**PROBLEM DESCRIPTION**
Give again, word for word, each line below starting at the one that contains "match merged.iter_mut().find(|secret| secret.name" and ending at the one that contains "if secret.name.is_empty() ||".

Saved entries
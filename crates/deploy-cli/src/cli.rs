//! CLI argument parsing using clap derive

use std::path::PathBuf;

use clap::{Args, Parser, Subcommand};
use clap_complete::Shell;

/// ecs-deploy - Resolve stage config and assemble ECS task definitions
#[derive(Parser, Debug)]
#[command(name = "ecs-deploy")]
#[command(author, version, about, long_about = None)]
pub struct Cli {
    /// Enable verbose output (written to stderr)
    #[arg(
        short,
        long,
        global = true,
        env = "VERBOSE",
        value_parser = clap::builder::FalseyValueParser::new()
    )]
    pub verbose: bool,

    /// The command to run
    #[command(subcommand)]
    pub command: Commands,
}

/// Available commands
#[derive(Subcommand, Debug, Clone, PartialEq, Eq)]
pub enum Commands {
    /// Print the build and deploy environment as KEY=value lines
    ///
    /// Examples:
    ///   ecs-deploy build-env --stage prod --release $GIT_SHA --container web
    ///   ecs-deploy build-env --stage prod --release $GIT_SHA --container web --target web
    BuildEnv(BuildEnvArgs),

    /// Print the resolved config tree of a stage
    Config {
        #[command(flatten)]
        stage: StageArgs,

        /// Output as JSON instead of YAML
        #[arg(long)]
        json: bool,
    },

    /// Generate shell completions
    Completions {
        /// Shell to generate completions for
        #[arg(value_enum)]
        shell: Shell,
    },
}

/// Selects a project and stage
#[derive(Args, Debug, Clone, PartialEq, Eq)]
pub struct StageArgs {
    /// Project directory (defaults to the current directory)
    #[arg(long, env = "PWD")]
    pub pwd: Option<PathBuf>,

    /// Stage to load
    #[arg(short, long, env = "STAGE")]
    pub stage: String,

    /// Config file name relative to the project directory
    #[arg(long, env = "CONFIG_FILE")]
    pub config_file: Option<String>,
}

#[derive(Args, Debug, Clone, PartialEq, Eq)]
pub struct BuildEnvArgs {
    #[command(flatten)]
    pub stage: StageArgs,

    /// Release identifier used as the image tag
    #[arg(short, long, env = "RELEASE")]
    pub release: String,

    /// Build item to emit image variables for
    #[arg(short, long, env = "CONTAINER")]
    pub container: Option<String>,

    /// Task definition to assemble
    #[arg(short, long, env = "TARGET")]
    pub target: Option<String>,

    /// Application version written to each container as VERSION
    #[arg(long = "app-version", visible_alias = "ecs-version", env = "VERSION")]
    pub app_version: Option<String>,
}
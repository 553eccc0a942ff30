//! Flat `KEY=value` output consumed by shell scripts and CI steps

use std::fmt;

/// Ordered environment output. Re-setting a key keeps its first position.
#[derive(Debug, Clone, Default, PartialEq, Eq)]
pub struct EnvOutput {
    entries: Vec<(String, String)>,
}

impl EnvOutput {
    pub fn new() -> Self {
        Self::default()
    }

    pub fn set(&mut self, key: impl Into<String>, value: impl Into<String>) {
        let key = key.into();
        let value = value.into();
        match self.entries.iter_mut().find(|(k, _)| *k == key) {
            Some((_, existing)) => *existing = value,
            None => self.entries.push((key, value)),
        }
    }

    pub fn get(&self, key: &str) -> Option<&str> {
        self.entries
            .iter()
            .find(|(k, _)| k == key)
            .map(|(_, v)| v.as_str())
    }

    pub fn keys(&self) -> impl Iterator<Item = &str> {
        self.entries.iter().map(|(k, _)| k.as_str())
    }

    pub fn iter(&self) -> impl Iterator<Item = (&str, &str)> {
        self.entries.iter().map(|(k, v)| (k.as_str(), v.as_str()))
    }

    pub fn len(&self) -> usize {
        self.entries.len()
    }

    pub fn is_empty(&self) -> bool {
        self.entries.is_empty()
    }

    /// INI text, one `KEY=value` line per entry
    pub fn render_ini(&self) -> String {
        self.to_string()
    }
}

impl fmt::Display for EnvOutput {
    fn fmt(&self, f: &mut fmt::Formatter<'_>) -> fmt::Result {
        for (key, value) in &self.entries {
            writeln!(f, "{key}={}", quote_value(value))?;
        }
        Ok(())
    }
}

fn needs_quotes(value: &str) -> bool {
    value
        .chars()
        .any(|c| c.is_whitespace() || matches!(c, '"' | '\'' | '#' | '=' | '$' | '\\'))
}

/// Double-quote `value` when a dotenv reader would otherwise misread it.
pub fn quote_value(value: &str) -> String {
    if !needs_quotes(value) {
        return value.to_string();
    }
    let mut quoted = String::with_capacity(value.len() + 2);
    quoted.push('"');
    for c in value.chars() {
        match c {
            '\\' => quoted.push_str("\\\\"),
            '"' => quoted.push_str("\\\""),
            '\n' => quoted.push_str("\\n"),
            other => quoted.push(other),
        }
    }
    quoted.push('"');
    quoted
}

--

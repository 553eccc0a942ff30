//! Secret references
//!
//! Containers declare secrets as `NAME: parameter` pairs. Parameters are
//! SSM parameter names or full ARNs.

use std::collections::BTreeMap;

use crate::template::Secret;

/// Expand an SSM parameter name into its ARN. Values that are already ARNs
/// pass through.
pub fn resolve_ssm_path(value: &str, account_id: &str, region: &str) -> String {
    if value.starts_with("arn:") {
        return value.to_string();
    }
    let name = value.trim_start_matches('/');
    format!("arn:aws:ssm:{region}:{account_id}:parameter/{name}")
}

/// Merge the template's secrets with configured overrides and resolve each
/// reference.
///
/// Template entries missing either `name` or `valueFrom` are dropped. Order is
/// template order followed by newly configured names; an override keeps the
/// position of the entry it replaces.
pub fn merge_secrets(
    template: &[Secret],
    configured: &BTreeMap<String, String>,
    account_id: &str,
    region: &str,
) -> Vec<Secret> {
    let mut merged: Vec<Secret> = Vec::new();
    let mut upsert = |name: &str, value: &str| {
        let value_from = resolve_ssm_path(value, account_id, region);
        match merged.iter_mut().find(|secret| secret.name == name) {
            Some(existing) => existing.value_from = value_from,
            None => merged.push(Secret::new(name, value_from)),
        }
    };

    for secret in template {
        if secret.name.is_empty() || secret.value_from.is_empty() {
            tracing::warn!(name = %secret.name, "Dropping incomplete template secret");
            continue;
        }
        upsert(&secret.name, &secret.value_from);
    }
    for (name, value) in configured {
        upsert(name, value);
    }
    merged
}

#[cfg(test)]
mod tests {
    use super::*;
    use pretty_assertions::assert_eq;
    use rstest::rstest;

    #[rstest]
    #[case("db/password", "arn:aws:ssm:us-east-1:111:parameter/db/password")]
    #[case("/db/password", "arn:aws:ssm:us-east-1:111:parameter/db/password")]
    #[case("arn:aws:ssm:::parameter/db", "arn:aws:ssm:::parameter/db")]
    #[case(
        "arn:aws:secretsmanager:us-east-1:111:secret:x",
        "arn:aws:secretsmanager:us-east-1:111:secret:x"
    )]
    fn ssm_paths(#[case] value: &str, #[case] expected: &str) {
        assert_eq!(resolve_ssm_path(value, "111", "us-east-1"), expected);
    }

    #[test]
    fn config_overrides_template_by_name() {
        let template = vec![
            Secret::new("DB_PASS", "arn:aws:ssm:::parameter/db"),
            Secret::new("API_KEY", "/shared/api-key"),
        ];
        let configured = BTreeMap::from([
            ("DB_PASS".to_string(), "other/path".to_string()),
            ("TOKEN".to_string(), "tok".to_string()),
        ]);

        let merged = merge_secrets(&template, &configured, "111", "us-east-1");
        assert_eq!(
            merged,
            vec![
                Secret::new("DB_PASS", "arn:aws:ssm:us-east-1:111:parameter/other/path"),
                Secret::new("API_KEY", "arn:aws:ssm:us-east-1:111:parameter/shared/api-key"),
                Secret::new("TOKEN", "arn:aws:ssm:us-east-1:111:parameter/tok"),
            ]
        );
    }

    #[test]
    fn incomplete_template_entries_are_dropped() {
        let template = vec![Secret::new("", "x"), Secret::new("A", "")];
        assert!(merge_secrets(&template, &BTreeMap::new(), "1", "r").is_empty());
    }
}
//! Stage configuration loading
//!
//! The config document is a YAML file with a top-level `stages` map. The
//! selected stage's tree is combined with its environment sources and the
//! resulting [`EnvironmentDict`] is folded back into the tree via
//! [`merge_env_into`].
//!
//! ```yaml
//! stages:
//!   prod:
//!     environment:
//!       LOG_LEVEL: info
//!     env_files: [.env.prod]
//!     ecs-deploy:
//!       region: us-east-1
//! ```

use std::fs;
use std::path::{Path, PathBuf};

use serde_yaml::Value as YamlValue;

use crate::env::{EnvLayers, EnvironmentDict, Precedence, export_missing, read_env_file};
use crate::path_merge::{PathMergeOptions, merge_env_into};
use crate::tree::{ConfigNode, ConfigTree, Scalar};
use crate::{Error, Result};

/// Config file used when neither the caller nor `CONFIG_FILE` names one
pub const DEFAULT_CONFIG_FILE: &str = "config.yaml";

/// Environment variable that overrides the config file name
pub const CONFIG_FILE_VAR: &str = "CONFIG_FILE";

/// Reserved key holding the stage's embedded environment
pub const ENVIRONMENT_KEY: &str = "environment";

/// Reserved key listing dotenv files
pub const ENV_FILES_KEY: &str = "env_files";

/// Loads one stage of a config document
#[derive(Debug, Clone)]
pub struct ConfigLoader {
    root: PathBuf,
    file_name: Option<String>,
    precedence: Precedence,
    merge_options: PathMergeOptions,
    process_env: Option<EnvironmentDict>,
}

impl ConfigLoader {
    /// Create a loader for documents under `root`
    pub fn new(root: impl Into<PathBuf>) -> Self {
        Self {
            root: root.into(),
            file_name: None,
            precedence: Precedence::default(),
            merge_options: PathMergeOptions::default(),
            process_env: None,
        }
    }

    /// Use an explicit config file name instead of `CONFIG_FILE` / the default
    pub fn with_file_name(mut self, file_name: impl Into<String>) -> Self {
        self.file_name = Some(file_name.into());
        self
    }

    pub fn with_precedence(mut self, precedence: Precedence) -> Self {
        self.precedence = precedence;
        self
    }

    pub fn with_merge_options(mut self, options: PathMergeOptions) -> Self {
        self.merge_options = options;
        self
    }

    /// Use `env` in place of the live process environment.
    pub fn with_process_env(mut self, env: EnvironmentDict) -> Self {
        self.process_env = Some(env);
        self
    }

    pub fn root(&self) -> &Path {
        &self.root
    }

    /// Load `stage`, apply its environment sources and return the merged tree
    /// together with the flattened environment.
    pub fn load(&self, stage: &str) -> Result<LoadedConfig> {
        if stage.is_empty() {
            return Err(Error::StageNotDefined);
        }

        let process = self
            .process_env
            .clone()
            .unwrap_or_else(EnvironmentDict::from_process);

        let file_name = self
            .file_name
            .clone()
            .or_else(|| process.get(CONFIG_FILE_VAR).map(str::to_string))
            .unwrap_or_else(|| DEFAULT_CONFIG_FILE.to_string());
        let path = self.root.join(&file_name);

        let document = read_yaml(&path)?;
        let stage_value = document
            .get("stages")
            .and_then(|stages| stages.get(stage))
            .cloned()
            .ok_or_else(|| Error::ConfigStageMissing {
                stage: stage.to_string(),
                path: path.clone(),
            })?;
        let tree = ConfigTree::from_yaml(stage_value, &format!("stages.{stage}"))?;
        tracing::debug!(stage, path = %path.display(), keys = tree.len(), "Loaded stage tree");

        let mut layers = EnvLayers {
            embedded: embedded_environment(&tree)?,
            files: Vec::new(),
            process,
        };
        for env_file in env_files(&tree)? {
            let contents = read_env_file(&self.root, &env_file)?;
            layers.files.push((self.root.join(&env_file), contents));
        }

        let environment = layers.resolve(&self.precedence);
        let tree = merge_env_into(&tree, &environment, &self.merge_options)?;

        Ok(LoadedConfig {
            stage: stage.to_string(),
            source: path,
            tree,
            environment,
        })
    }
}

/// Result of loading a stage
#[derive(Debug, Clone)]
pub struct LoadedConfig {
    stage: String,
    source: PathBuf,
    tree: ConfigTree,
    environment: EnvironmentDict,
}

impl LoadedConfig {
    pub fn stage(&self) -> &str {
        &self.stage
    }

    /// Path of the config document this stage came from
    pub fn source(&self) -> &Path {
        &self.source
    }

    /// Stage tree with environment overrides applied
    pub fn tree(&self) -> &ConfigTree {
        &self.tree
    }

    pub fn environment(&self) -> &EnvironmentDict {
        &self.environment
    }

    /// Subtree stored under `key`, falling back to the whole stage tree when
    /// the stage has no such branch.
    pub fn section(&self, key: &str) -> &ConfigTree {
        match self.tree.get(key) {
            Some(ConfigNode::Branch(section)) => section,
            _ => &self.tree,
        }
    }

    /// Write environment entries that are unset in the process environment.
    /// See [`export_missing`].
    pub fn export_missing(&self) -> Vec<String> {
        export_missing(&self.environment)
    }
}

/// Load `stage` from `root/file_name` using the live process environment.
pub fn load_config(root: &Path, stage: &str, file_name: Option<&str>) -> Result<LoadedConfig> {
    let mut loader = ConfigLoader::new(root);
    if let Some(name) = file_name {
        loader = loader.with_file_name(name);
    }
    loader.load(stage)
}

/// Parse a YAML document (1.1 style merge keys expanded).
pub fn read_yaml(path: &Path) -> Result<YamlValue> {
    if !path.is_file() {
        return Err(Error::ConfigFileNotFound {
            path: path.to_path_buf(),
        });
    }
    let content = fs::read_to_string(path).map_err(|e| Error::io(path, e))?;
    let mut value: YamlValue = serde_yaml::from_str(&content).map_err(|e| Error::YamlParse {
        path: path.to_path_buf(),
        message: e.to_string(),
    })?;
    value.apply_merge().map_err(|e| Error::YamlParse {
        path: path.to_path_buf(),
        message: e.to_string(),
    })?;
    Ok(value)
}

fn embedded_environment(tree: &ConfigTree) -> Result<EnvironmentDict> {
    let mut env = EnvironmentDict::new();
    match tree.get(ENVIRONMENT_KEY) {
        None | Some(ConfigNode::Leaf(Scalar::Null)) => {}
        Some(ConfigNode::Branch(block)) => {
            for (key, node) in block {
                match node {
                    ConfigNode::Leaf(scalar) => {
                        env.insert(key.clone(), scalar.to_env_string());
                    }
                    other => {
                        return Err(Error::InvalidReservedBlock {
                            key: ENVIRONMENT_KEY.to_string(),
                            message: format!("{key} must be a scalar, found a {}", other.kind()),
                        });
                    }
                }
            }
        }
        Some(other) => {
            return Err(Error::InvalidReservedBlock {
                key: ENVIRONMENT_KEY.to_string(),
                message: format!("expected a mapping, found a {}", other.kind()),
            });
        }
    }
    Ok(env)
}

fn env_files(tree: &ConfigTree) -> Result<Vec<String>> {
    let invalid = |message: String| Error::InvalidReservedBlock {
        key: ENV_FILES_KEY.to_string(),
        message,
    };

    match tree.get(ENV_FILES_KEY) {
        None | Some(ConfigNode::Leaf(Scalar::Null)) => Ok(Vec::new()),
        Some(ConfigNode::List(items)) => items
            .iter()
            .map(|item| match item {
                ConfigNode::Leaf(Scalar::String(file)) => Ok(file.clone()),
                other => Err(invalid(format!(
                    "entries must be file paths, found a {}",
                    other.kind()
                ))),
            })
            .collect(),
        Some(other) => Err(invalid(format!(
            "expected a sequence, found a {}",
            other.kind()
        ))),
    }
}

**EXERCISE ANSWER**
        match merged.iter_mut().find(|secret| secret.name == name) {
            Some(existing) => existing.value_from = value_from,
            None => merged.push(Secret::new(name, value_from)),
        }
    };

    for secret in template {
        if secret.name.is_empty() || secret.value_from.is_empty() {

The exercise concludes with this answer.